Work request >> Collect from the data below each line with "bigint".

(Exercise data)

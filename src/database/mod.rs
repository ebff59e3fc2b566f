//! Database module
//!
//! This module provides all database functionality for hailstone, organized into:
//!
//! - **core**: connection configuration, DSN construction, the driver seam and
//!   the `Connection` manager (reconnect-on-loss execution, transactions)
//! - **query**: the `SqlBuilder` seam and the select/insert/update/delete/aggregate helpers
//!
//! # Architecture
//!
//! ```text
//! database/
//! ├── core/             # Foundation
//! │   ├── engine        # Engine kinds, ConnectionConfig, pure DSN builder
//! │   ├── driver        # Driver/Handle/Cursor traits, values, rows, errors
//! │   ├── sqlite        # Built-in rusqlite driver
//! │   └── connection    # Connection manager
//! │
//! └── query/            # Convenience layer
//!     ├── builder       # Query description and SQL generation
//!     └── helpers       # select, get, has, count, ... on Connection
//! ```
//!
//! # Usage
//!
//! ```rust,ignore
//! use hailstone::database::{Connection, ConnectionConfig, Query, TxOutcome};
//!
//! let mut conn = Connection::open(&ConnectionConfig::sqlite("app.sqlite3"))?;
//!
//! let active = conn.count(&Query::table("users").filter("active", 1))?;
//!
//! conn.action(|c| {
//!     c.delete("sessions", &[("user_id".into(), 7.into())])?;
//!     Ok::<_, hailstone::database::DbError>(TxOutcome::Commit(()))
//! })?;
//! ```

pub mod core;
pub mod query;

pub use core::{
    BoundParam, BufferedCursor, ConnectSpec, Connection, ConnectionConfig, Cursor, DbError,
    Driver, DriverError, Engine, ErrorInfo, FetchMode, Handle, ParamMap, ParamType, Row,
    ServerInfo, SqliteDriver, TxOutcome, Value, CR_SERVER_GONE_ERROR, CR_SERVER_LOST,
};
pub use query::{
    Aggregate, Fetched, Order, Query, Record, RowStream, SqlBuilder, StandardBuilder, Statement,
};
//! Migration artifact rendering

use serde_json::Value as Json;

use super::diff::diff;
use super::error::MigrationError;
use super::snapshot::SchemaDescriptor;
use crate::database::{Engine, SqlBuilder, StandardBuilder};

/// Renders the migration source for a schema change
pub trait MigrationWriter {
    /// File extension of the rendered artifact
    fn extension(&self) -> &str;

    /// Render the migration moving `old` to `new`
    fn render(
        &self,
        class_name: &str,
        new: &SchemaDescriptor,
        old: &SchemaDescriptor,
    ) -> Result<String, MigrationError>;
}

/// Writes plain SQL migrations with an `up` and a `down` section
#[derive(Debug, Clone)]
pub struct SqlMigrationWriter {
    quoting: StandardBuilder,
}

impl SqlMigrationWriter {
    pub fn new(engine: Engine) -> Self {
        SqlMigrationWriter {
            quoting: StandardBuilder::new(engine, ""),
        }
    }

    fn table(&self, name: &str) -> String {
        self.quoting.table_quote(name)
    }

    fn ident(&self, name: &str) -> String {
        self.quoting.column_quote(name)
    }

    fn column_def(&self, name: &str, attrs: &Json) -> String {
        let mut def = self.ident(name);
        match attrs {
            Json::String(kind) => {
                def.push(' ');
                def.push_str(kind);
            }
            Json::Object(map) => {
                if let Some(kind) = map.get("type").and_then(Json::as_str).filter(|k| !k.is_empty()) {
                    def.push(' ');
                    def.push_str(kind);
                }
                if map.get("pk").and_then(Json::as_i64).unwrap_or(0) > 0 {
                    def.push_str(" PRIMARY KEY");
                }
                if map.get("notnull").and_then(Json::as_bool).unwrap_or(false) {
                    def.push_str(" NOT NULL");
                }
                match map.get("default") {
                    None | Some(Json::Null) => {}
                    Some(Json::String(s)) => def.push_str(&format!(" DEFAULT {}", s)),
                    Some(other) => def.push_str(&format!(" DEFAULT {}", other)),
                }
            }
            _ => {}
        }
        def
    }

    fn create_index(&self, table: &str, name: &str, attrs: &Json) -> Option<String> {
        let columns: Vec<String> = attrs
            .get("columns")?
            .as_array()?
            .iter()
            .filter_map(Json::as_str)
            .map(|c| self.ident(c))
            .collect();
        if columns.is_empty() {
            return None;
        }
        let unique = attrs.get("unique").and_then(Json::as_bool).unwrap_or(false);
        Some(format!(
            "CREATE {}INDEX {} ON {} ({});",
            if unique { "UNIQUE " } else { "" },
            self.ident(name),
            self.table(table),
            columns.join(", ")
        ))
    }

    fn create_table(&self, name: &str, table: &Json) -> Vec<String> {
        let columns: Vec<String> = section(table, "columns")
            .map(|cols| cols.iter().map(|(c, attrs)| self.column_def(c, attrs)).collect())
            .unwrap_or_default();
        let mut statements = vec![format!(
            "CREATE TABLE {} (\n    {}\n);",
            self.table(name),
            columns.join(",\n    ")
        )];
        if let Some(indexes) = section(table, "indexes") {
            statements.extend(
                indexes
                    .iter()
                    .filter_map(|(index, attrs)| self.create_index(name, index, attrs)),
            );
        }
        statements
    }

    /// Statements that move a schema from `from` to `to`
    fn statements(&self, to: &SchemaDescriptor, from: &SchemaDescriptor) -> Vec<String> {
        let mut out = Vec::new();
        let added = diff(to, from);
        let removed = diff(from, to);

        for (name, change) in &removed {
            let Some(current) = to.get(name) else {
                out.push(format!("DROP TABLE {};", self.table(name)));
                continue;
            };
            if let Some(indexes) = section(change, "indexes") {
                for index in indexes.keys() {
                    let kept = section(current, "indexes").is_some_and(|i| i.contains_key(index));
                    if !kept {
                        out.push(format!("DROP INDEX {};", self.ident(index)));
                    }
                }
            }
            if let Some(columns) = section(change, "columns") {
                for column in columns.keys() {
                    let kept = section(current, "columns").is_some_and(|c| c.contains_key(column));
                    if !kept {
                        out.push(format!(
                            "ALTER TABLE {} DROP COLUMN {};",
                            self.table(name),
                            self.ident(column)
                        ));
                    }
                }
            }
        }

        for (name, change) in &added {
            let Some(previous) = from.get(name) else {
                // new tables come through the diff whole
                out.extend(self.create_table(name, change));
                continue;
            };
            let Some(current) = to.get(name) else {
                continue;
            };
            if let Some(columns) = section(change, "columns") {
                for column in columns.keys() {
                    let Some(attrs) = section(current, "columns").and_then(|c| c.get(column)) else {
                        continue;
                    };
                    let existed = section(previous, "columns").is_some_and(|c| c.contains_key(column));
                    if existed {
                        // no portable ALTER COLUMN
                        out.push(format!(
                            "-- change column {}.{} to: {}",
                            self.table(name),
                            self.ident(column),
                            self.column_def(column, attrs)
                        ));
                    } else {
                        out.push(format!(
                            "ALTER TABLE {} ADD COLUMN {};",
                            self.table(name),
                            self.column_def(column, attrs)
                        ));
                    }
                }
            }
            if let Some(indexes) = section(change, "indexes") {
                for index in indexes.keys() {
                    let Some(attrs) = section(current, "indexes").and_then(|i| i.get(index)) else {
                        continue;
                    };
                    if section(previous, "indexes").is_some_and(|i| i.contains_key(index)) {
                        out.push(format!("DROP INDEX {};", self.ident(index)));
                    }
                    out.extend(self.create_index(name, index, attrs));
                }
            }
        }
        out
    }
}

impl MigrationWriter for SqlMigrationWriter {
    fn extension(&self) -> &str {
        "sql"
    }

    fn render(
        &self,
        class_name: &str,
        new: &SchemaDescriptor,
        old: &SchemaDescriptor,
    ) -> Result<String, MigrationError> {
        let mut out = format!("-- Migration: {}\n", class_name);
        out.push_str("\n-- up\n");
        for statement in self.statements(new, old) {
            out.push_str(&statement);
            out.push('\n');
        }
        out.push_str("\n-- down\n");
        for statement in self.statements(old, new) {
            out.push_str(&statement);
            out.push('\n');
        }
        Ok(out)
    }
}

fn section<'a>(table: &'a Json, key: &str) -> Option<&'a serde_json::Map<String, Json>> {
    table.get(key).and_then(Json::as_object)
}

#[cfg(test)]
mod tests {
    use super::*;
    use serde_json::json;

    fn descriptor(value: Json) -> SchemaDescriptor {
        match value {
            Json::Object(map) => map,
            other => panic!("not a mapping: {}", other),
        }
    }

    #[test]
    fn test_new_table() {
        let writer = SqlMigrationWriter::new(Engine::Sqlite);
        let new = descriptor(json!({"users": {"columns": {"id": "int"}}}));
        let out = writer
            .render("CreateUsers", &new, &SchemaDescriptor::new())
            .unwrap();

        assert_eq!(
            out,
            "-- Migration: CreateUsers\n\n-- up\nCREATE TABLE \"users\" (\n    \"id\" int\n);\n\n-- down\nDROP TABLE \"users\";\n"
        );
    }

    #[test]
    fn test_column_and_index_changes() {
        let writer = SqlMigrationWriter::new(Engine::Mysql);
        let old = descriptor(json!({
            "users": {
                "columns": {"id": {"type": "INTEGER", "pk": 1}, "nick": {"type": "TEXT"}},
                "indexes": {}
            }
        }));
        let new = descriptor(json!({
            "users": {
                "columns": {
                    "id": {"type": "INTEGER", "pk": 1},
                    "email": {"type": "TEXT", "notnull": true, "default": "''"}
                },
                "indexes": {"users_email": {"columns": ["email"], "unique": true}}
            }
        }));

        let up = writer.statements(&new, &old);
        assert_eq!(
            up,
            vec![
                "ALTER TABLE `users` DROP COLUMN `nick`;".to_string(),
                "ALTER TABLE `users` ADD COLUMN `email` TEXT NOT NULL DEFAULT '';".to_string(),
                "CREATE UNIQUE INDEX `users_email` ON `users` (`email`);".to_string(),
            ]
        );

        let down = writer.statements(&old, &new);
        assert_eq!(
            down,
            vec![
                "DROP INDEX `users_email`;".to_string(),
                "ALTER TABLE `users` DROP COLUMN `email`;".to_string(),
                "ALTER TABLE `users` ADD COLUMN `nick` TEXT;".to_string(),
            ]
        );
    }

    #[test]
    fn test_changed_column_is_noted() {
        let writer = SqlMigrationWriter::new(Engine::Sqlite);
        let old = descriptor(json!({"t": {"columns": {"v": "int"}}}));
        let new = descriptor(json!({"t": {"columns": {"v": "bigint"}}}));

        assert_eq!(
            writer.statements(&new, &old),
            vec!["-- change column \"t\".\"v\" to: \"v\" bigint".to_string()]
        );
    }
}
use anyhow::{anyhow, Result};
use config::Config;
use serde::{Deserialize, Serialize};
use std::path::{Path, PathBuf};

use crate::database::{ConnectionConfig, Engine};
use crate::migration::{GenerateSettings, DEFAULT_MIGRATION_PATH, DEFAULT_SCHEMA_FILE};

/// Default SQLite file when no database is configured
const DEFAULT_SQLITE_FILE: &str = "hailstone.sqlite3";

/// Default name of the migration tracking table
const DEFAULT_TRACKING_TABLE: &str = "migration_log";

const EMPTY_CONFIG: &str = r#"### hailstone configuration file

### database connection
# [database]
# engine = "sqlite"            # mysql, mariadb, pgsql, sybase, oracle, mssql, sqlite
# file = "hailstone.sqlite3"   # sqlite only
# host = "localhost"
# port = 3306
# socket = "/run/mysqld/mysqld.sock"
# database = "app"
# username = "app"
# password = ""
# charset = "utf8mb4"
# table_prefix = ""
# session_commands = []

### migration generation
# [migrations]
# migration_path = "migrations"
# schema_file = "schema.json"  # .json, .yaml or .yml
# tracking_table = "migration_log"
"#;

#[derive(Debug, Clone, PartialEq, Serialize, Deserialize)]
pub struct MigrationConfig {
    /// Directory holding migration files
    #[serde(default = "default_migration_path")]
    pub migration_path: String,

    /// Schema snapshot file
    #[serde(default = "default_schema_file")]
    pub schema_file: String,

    /// Table recording migrations marked as applied
    #[serde(default = "default_tracking_table")]
    pub tracking_table: String,
}

fn default_migration_path() -> String {
    DEFAULT_MIGRATION_PATH.to_string()
}

fn default_schema_file() -> String {
    DEFAULT_SCHEMA_FILE.to_string()
}

fn default_tracking_table() -> String {
    DEFAULT_TRACKING_TABLE.to_string()
}

impl Default for MigrationConfig {
    fn default() -> Self {
        Self {
            migration_path: default_migration_path(),
            schema_file: default_schema_file(),
            tracking_table: default_tracking_table(),
        }
    }
}

fn default_database() -> ConnectionConfig {
    ConnectionConfig::sqlite(DEFAULT_SQLITE_FILE)
}

#[derive(Debug, Clone, PartialEq, Serialize, Deserialize)]
pub struct HailstoneConfig {
    #[serde(default = "default_database")]
    pub database: ConnectionConfig,

    #[serde(default)]
    pub migrations: MigrationConfig,
}

impl Default for HailstoneConfig {
    fn default() -> Self {
        Self {
            database: default_database(),
            migrations: MigrationConfig::default(),
        }
    }
}

impl HailstoneConfig {
    /// Load the configuration
    ///
    /// Reads `path`, or `$HOME/.hailstone/hailstone.toml` when no path is given,
    /// writing a commented default file first if it does not exist. Environment
    /// variables prefixed with `HAILSTONE_` override file values, with `__`
    /// separating nested keys (e.g. `HAILSTONE_DATABASE__FILE`).
    pub fn new(path: &Option<String>) -> Result<HailstoneConfig> {
        let config_path = match path {
            Some(p) => PathBuf::from(p),
            None => {
                let dir = Self::config_dir()?;
                std::fs::create_dir_all(&dir)
                    .map_err(|e| anyhow!("Unable to create hailstone directory: {}", e))?;
                dir.join("hailstone.toml")
            }
        };
        Self::load(&config_path)
    }

    /// Load the configuration from a specific file plus the environment
    pub fn load(config_path: &Path) -> Result<HailstoneConfig> {
        let mut builder = Config::builder();

        if config_path.exists() {
            let path_str = config_path
                .to_str()
                .ok_or_else(|| anyhow!("Could not convert path to string"))?;
            builder = builder.add_source(config::File::with_name(path_str));
        } else {
            std::fs::write(config_path, EMPTY_CONFIG).map_err(|e| {
                anyhow!(
                    "Unable to create config file {}: {}",
                    config_path.display(),
                    e
                )
            })?;
        }

        builder = builder.add_source(
            config::Environment::with_prefix("HAILSTONE")
                .prefix_separator("_")
                .separator("__"),
        );

        let settings = builder
            .build()
            .map_err(|e| anyhow!("Failed to build configuration: {}", e))?;

        settings
            .try_deserialize::<HailstoneConfig>()
            .map_err(|e| anyhow!("Failed to deserialize configuration: {}", e))
    }

    /// Directory holding the default configuration file
    pub fn config_dir() -> Result<PathBuf> {
        let home = dirs::home_dir().ok_or_else(|| anyhow!("Could not find home directory"))?;
        Ok(home.join(".hailstone"))
    }

    /// Settings for the migration generator, before command-line overrides
    pub fn generate_settings(&self) -> GenerateSettings {
        GenerateSettings {
            migration_path: PathBuf::from(&self.migrations.migration_path),
            schema_file: PathBuf::from(&self.migrations.schema_file),
            ..Default::default()
        }
    }

    /// Display configuration summary
    pub fn summary(&self) -> String {
        let db = &self.database;
        let target = match db.engine {
            Engine::Sqlite => db.file.clone().unwrap_or_default(),
            _ => format!(
                "{}/{}",
                db.host.as_deref().or(db.socket.as_deref()).unwrap_or("-"),
                db.database.as_deref().unwrap_or("-")
            ),
        };
        [
            format!("Engine:             {}", db.engine),
            format!("Database:           {}", target),
            format!("Migration Path:     {}", self.migrations.migration_path),
            format!("Schema File:        {}", self.migrations.schema_file),
            format!("Tracking Table:     {}", self.migrations.tracking_table),
        ]
        .join("\n")
    }
}
use clap::{Parser, Subcommand};
use hailstone::HailstoneConfig;
use tracing::Level;

mod commands;

#[derive(Parser)]
#[clap(author, version, about, long_about = None)]
#[clap(propagate_version = true)]
struct Cli {
    /// configuration file path, by default $HOME/.hailstone/hailstone.toml is used
    #[clap(short, long)]
    config: Option<String>,

    /// Print debug information
    #[clap(long)]
    debug: bool,

    #[clap(subcommand)]
    command: Commands,
}

#[derive(Subcommand)]
enum Commands {
    /// Generate a migration from the differences between the database and the schema snapshot
    Generate(commands::generate::GenerateArgs),

    /// Show the differences between the database and the schema snapshot
    Diff(commands::diff::DiffArgs),

    /// Inspect and query the configured database
    Database(commands::database::DatabaseArgs),

    /// Show the effective configuration
    Config,
}

/// Subscriber level, none unless `--debug` is given
fn log_level(debug: bool) -> Option<Level> {
    debug.then_some(Level::DEBUG)
}

fn main() {
    dotenvy::dotenv().ok();

    let cli = Cli::parse();

    if let Some(level) = log_level(cli.debug) {
        tracing_subscriber::fmt().with_max_level(level).init();
    }

    let config = match HailstoneConfig::new(&cli.config) {
        Ok(c) => c,
        Err(e) => {
            eprintln!("{}", e);
            std::process::exit(1);
        }
    };

    match cli.command {
        Commands::Generate(args) => commands::generate::run(&config, args),
        Commands::Diff(args) => commands::diff::run(&config, args),
        Commands::Database(args) => commands::database::run(&config, args),
        Commands::Config => println!("{}", config.summary()),
    }
}

#[cfg(test)]
mod tests {
    use super::*;

    #[test]
    fn test_debug_flag_enables_debug_events() {
        let cli = Cli::parse_from(["hailstone", "--debug", "config"]);
        assert_eq!(log_level(cli.debug), Some(Level::DEBUG));

        let cli = Cli::parse_from(["hailstone", "config"]);
        assert_eq!(log_level(cli.debug), None);
    }
}
//! Recursive schema comparison

use serde::Serialize;
use serde_json::Value;

use super::snapshot::SchemaDescriptor;

/// Entries of `a` that are missing from `b` or hold a different leaf value
///
/// Nested mappings are compared key by key and only kept when something
/// inside them differs. A nested mapping in `a` facing a leaf (or nothing) in
/// `b` is kept whole. Leaves, arrays included, compare with strict equality,
/// so `1`, `1.0` and `"1"` are all different.
///
/// Lists are never diffed element by element: a changed index column list
/// `["a", "b"]` -> `["a", "c"]` is reported as the whole new list, which is
/// what a migration needs to recreate the index.
pub fn diff(a: &SchemaDescriptor, b: &SchemaDescriptor) -> SchemaDescriptor {
    let mut out = SchemaDescriptor::new();
    for (key, value) in a {
        match (value, b.get(key)) {
            (Value::Object(inner), Some(Value::Object(other))) => {
                let nested = diff(inner, other);
                if !nested.is_empty() {
                    out.insert(key.clone(), Value::Object(nested));
                }
            }
            (Value::Object(_), _) => {
                out.insert(key.clone(), value.clone());
            }
            (leaf, Some(other)) if leaf == other => {}
            (leaf, _) => {
                out.insert(key.clone(), leaf.clone());
            }
        }
    }
    out
}

/// Differences between the live schema and the saved snapshot
#[derive(Debug, Clone, Default, PartialEq, Serialize)]
pub struct SchemaDiff {
    pub added_or_changed: SchemaDescriptor,
    pub removed: SchemaDescriptor,
}

impl SchemaDiff {
    pub fn compare(new: &SchemaDescriptor, old: &SchemaDescriptor) -> Self {
        SchemaDiff {
            added_or_changed: diff(new, old),
            removed: diff(old, new),
        }
    }

    /// No-op only when both directions are empty
    pub fn is_empty(&self) -> bool {
        self.added_or_changed.is_empty() && self.removed.is_empty()
    }
}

(End Exercise data)

Task solution >>
        let new = descriptor(json!({"t": {"columns": {"v": "bigint"}}}));
            vec!["-- change column \"t\".\"v\" to: \"v\" bigint".to_string()]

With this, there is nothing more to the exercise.